Action item
Reproduce the data in its entirety, exactly as supplied.

(Records contained in a dataset)
-- Opening Marker --

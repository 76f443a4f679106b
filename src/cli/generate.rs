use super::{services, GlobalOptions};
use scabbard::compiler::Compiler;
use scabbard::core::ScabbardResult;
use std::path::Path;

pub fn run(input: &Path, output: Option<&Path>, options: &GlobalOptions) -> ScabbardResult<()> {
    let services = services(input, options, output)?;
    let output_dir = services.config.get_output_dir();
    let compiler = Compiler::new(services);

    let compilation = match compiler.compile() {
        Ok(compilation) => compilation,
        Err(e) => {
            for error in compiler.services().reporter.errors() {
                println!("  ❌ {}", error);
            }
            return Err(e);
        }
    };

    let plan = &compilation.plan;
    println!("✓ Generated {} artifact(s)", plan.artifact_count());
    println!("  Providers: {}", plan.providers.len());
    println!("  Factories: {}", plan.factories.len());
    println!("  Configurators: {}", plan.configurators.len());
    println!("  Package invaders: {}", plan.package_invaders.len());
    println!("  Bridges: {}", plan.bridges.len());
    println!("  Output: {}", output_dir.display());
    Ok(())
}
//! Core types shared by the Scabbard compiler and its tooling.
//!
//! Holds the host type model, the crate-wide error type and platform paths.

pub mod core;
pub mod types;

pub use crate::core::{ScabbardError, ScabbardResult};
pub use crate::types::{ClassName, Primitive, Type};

-- Closing Marker --

Final answer
repository 76f443a4f679106b
filename src/cli/generate.rs
use super::{services, GlobalOptions};
use scabbard::compiler::Compiler;
use scabbard::core::ScabbardResult;
use std::path::Path;

pub fn run(input: &Path, output: Option<&Path>, options: &GlobalOptions) -> ScabbardResult<()> {
    let services = services(input, options, output)?;
    let output_dir = services.config.get_output_dir();
    let compiler = Compiler::new(services);

    let compilation = match compiler.compile() {
        Ok(compilation) => compilation,
        Err(e) => {
            for error in compiler.services().reporter.errors() {
                println!("  ❌ {}", error);
            }
            return Err(e);
        }
    };

    let plan = &compilation.plan;
    println!("✓ Generated {} artifact(s)", plan.artifact_count());
    println!("  Providers: {}", plan.providers.len());
    println!("  Factories: {}", plan.factories.len());
    println!("  Configurators: {}", plan.configurators.len());
    println!("  Package invaders: {}", plan.package_invaders.len());
    println!("  Bridges: {}", plan.bridges.len());
    println!("  Output: {}", output_dir.display());
    Ok(())
}
//! Core types shared by the Scabbard compiler and its tooling.
//!
//! Holds the host type model, the crate-wide error type and platform paths.

pub mod core;
pub mod types;

pub use crate::core::{ScabbardError, ScabbardResult};
pub use crate::types::{ClassName, Primitive, Type};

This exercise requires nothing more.